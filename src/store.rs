use std::collections::HashMap;
use std::sync::Mutex;

use serde::{Deserialize, Serialize};
use uuid::Uuid;

use crate::error::{LeaveError, LeaveResult};
use crate::model::employee::Employee;
use crate::model::leave_request::{LeaveRequest, LeaveStatus};

/// Read/write access to employee profiles. The workflow only ever touches
/// the leave balance; everything else on the record is owned elsewhere.
pub trait EmployeeStore: Send + Sync {
    fn get(&self, employee_id: u64) -> LeaveResult<Option<Employee>>;
    fn save(&self, employee: &Employee) -> LeaveResult<()>;
}

/// Persistence for leave requests. No delete: requests stay mutable forever.
pub trait LeaveRequestStore: Send + Sync {
    fn create(&self, request: &LeaveRequest) -> LeaveResult<()>;
    fn get(&self, request_id: Uuid) -> LeaveResult<Option<LeaveRequest>>;
    fn save(&self, request: &LeaveRequest) -> LeaveResult<()>;
    fn query(&self, filter: &LeaveFilter) -> LeaveResult<LeavePage>;
}

#[derive(Debug, Clone, Default, Deserialize)]
pub struct LeaveFilter {
    /// Filter by employee ID
    pub employee_id: Option<u64>,
    /// Filter by leave status
    pub status: Option<LeaveStatus>,
    /// Pagination page number (1-based)
    pub page: Option<u64>,
    /// Items per page
    pub per_page: Option<u64>,
}

#[derive(Debug, Clone, Serialize)]
pub struct LeavePage {
    pub data: Vec<LeaveRequest>,
    pub page: u64,
    pub per_page: u64,
    pub total: u64,
}

/// ===============================
/// In-memory stores
/// ===============================
/// Mutex-guarded maps standing in for the database tables. Each call is
/// atomic on its own record; serializing whole workflow operations per
/// employee is the embedder's job.
#[derive(Default)]
pub struct MemEmployeeStore {
    records: Mutex<HashMap<u64, Employee>>,
}

impl MemEmployeeStore {
    pub fn new() -> Self {
        Self::default()
    }

    pub fn insert(&self, employee: Employee) -> LeaveResult<()> {
        let mut records = lock(&self.records)?;
        records.insert(employee.id, employee);
        Ok(())
    }
}

impl EmployeeStore for MemEmployeeStore {
    fn get(&self, employee_id: u64) -> LeaveResult<Option<Employee>> {
        let records = lock(&self.records)?;
        Ok(records.get(&employee_id).cloned())
    }

    fn save(&self, employee: &Employee) -> LeaveResult<()> {
        let mut records = lock(&self.records)?;
        records.insert(employee.id, employee.clone());
        Ok(())
    }
}

#[derive(Default)]
pub struct MemLeaveRequestStore {
    records: Mutex<HashMap<Uuid, LeaveRequest>>,
}

impl MemLeaveRequestStore {
    pub fn new() -> Self {
        Self::default()
    }
}

impl LeaveRequestStore for MemLeaveRequestStore {
    fn create(&self, request: &LeaveRequest) -> LeaveResult<()> {
        let mut records = lock(&self.records)?;
        if records.contains_key(&request.id) {
            return Err(LeaveError::Store(format!(
                "duplicate leave request id {}",
                request.id
            )));
        }
        records.insert(request.id, request.clone());
        Ok(())
    }

    fn get(&self, request_id: Uuid) -> LeaveResult<Option<LeaveRequest>> {
        let records = lock(&self.records)?;
        Ok(records.get(&request_id).cloned())
    }

    fn save(&self, request: &LeaveRequest) -> LeaveResult<()> {
        let mut records = lock(&self.records)?;
        records.insert(request.id, request.clone());
        Ok(())
    }

    fn query(&self, filter: &LeaveFilter) -> LeaveResult<LeavePage> {
        let per_page = filter.per_page.unwrap_or(10).min(100).max(1);
        let page = filter.page.unwrap_or(1).max(1);
        let offset = (page - 1) * per_page;

        let records = lock(&self.records)?;
        let mut matches: Vec<&LeaveRequest> = records
            .values()
            .filter(|r| filter.employee_id.is_none_or(|id| r.employee_id == id))
            .filter(|r| filter.status.is_none_or(|s| r.status == s))
            .collect();

        // Newest first, id as tiebreak for a stable order.
        matches.sort_by(|a, b| b.created_at.cmp(&a.created_at).then(b.id.cmp(&a.id)));

        let total = matches.len() as u64;
        let data = matches
            .into_iter()
            .skip(offset as usize)
            .take(per_page as usize)
            .cloned()
            .collect();

        Ok(LeavePage {
            data,
            page,
            per_page,
            total,
        })
    }
}

fn lock<T>(mutex: &Mutex<T>) -> LeaveResult<std::sync::MutexGuard<'_, T>> {
    mutex
        .lock()
        .map_err(|e| LeaveError::Store(format!("lock poisoned: {e}")))
}

#[cfg(test)]
mod tests {
    use super::*;
    use crate::model::leave_request::LeaveType;
    use chrono::{Duration, NaiveDate, Utc};

    fn request_for(employee_id: u64, status: LeaveStatus, age_days: i64) -> LeaveRequest {
        let created = Utc::now() - Duration::days(age_days);
        LeaveRequest {
            id: Uuid::new_v4(),
            employee_id,
            department_snapshot: 10,
            leave_type: LeaveType::Annual,
            start_date: NaiveDate::from_ymd_opt(2026, 3, 12).unwrap(),
            end_date: NaiveDate::from_ymd_opt(2026, 3, 14).unwrap(),
            days: 3,
            reason: "Family event".into(),
            handover_notes: None,
            contact_during_leave: None,
            status,
            reviewed_by: None,
            reviewed_at: None,
            review_comment: None,
            created_at: created,
            updated_at: created,
        }
    }

    #[test]
    fn query_filters_by_employee_and_status() {
        let store = MemLeaveRequestStore::new();
        store.create(&request_for(1, LeaveStatus::Pending, 2)).unwrap();
        store.create(&request_for(1, LeaveStatus::Approved, 1)).unwrap();
        store.create(&request_for(2, LeaveStatus::Pending, 0)).unwrap();

        let page = store
            .query(&LeaveFilter {
                employee_id: Some(1),
                status: Some(LeaveStatus::Pending),
                ..Default::default()
            })
            .unwrap();
        assert_eq!(page.total, 1);
        assert_eq!(page.data[0].employee_id, 1);
        assert_eq!(page.data[0].status, LeaveStatus::Pending);
    }

    #[test]
    fn query_paginates_newest_first() {
        let store = MemLeaveRequestStore::new();
        for age in 0..5 {
            store.create(&request_for(1, LeaveStatus::Pending, age)).unwrap();
        }

        let first = store
            .query(&LeaveFilter {
                page: Some(1),
                per_page: Some(2),
                ..Default::default()
            })
            .unwrap();
        assert_eq!(first.total, 5);
        assert_eq!(first.data.len(), 2);
        assert!(first.data[0].created_at >= first.data[1].created_at);

        let last = store
            .query(&LeaveFilter {
                page: Some(3),
                per_page: Some(2),
                ..Default::default()
            })
            .unwrap();
        assert_eq!(last.data.len(), 1);
    }

    #[test]
    fn save_overwrites_existing_request() {
        let store = MemLeaveRequestStore::new();
        let mut req = request_for(1, LeaveStatus::Pending, 0);
        store.create(&req).unwrap();

        req.status = LeaveStatus::Approved;
        store.save(&req).unwrap();

        let loaded = store.get(req.id).unwrap().unwrap();
        assert_eq!(loaded.status, LeaveStatus::Approved);
    }

    #[test]
    fn duplicate_create_is_a_store_error() {
        let store = MemLeaveRequestStore::new();
        let req = request_for(1, LeaveStatus::Pending, 0);
        store.create(&req).unwrap();
        assert!(matches!(store.create(&req), Err(LeaveError::Store(_))));
    }
}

------------------------------------------------

**Activity**
Scanning the data above, copy out every line where "Uuid" is found.

**Solution to the exercise**
use uuid::Uuid;
    fn get(&self, request_id: Uuid) -> LeaveResult<Option<LeaveRequest>>;
    records: Mutex<HashMap<Uuid, LeaveRequest>>,
    fn get(&self, request_id: Uuid) -> LeaveResult<Option<LeaveRequest>> {
            id: Uuid::new_v4(),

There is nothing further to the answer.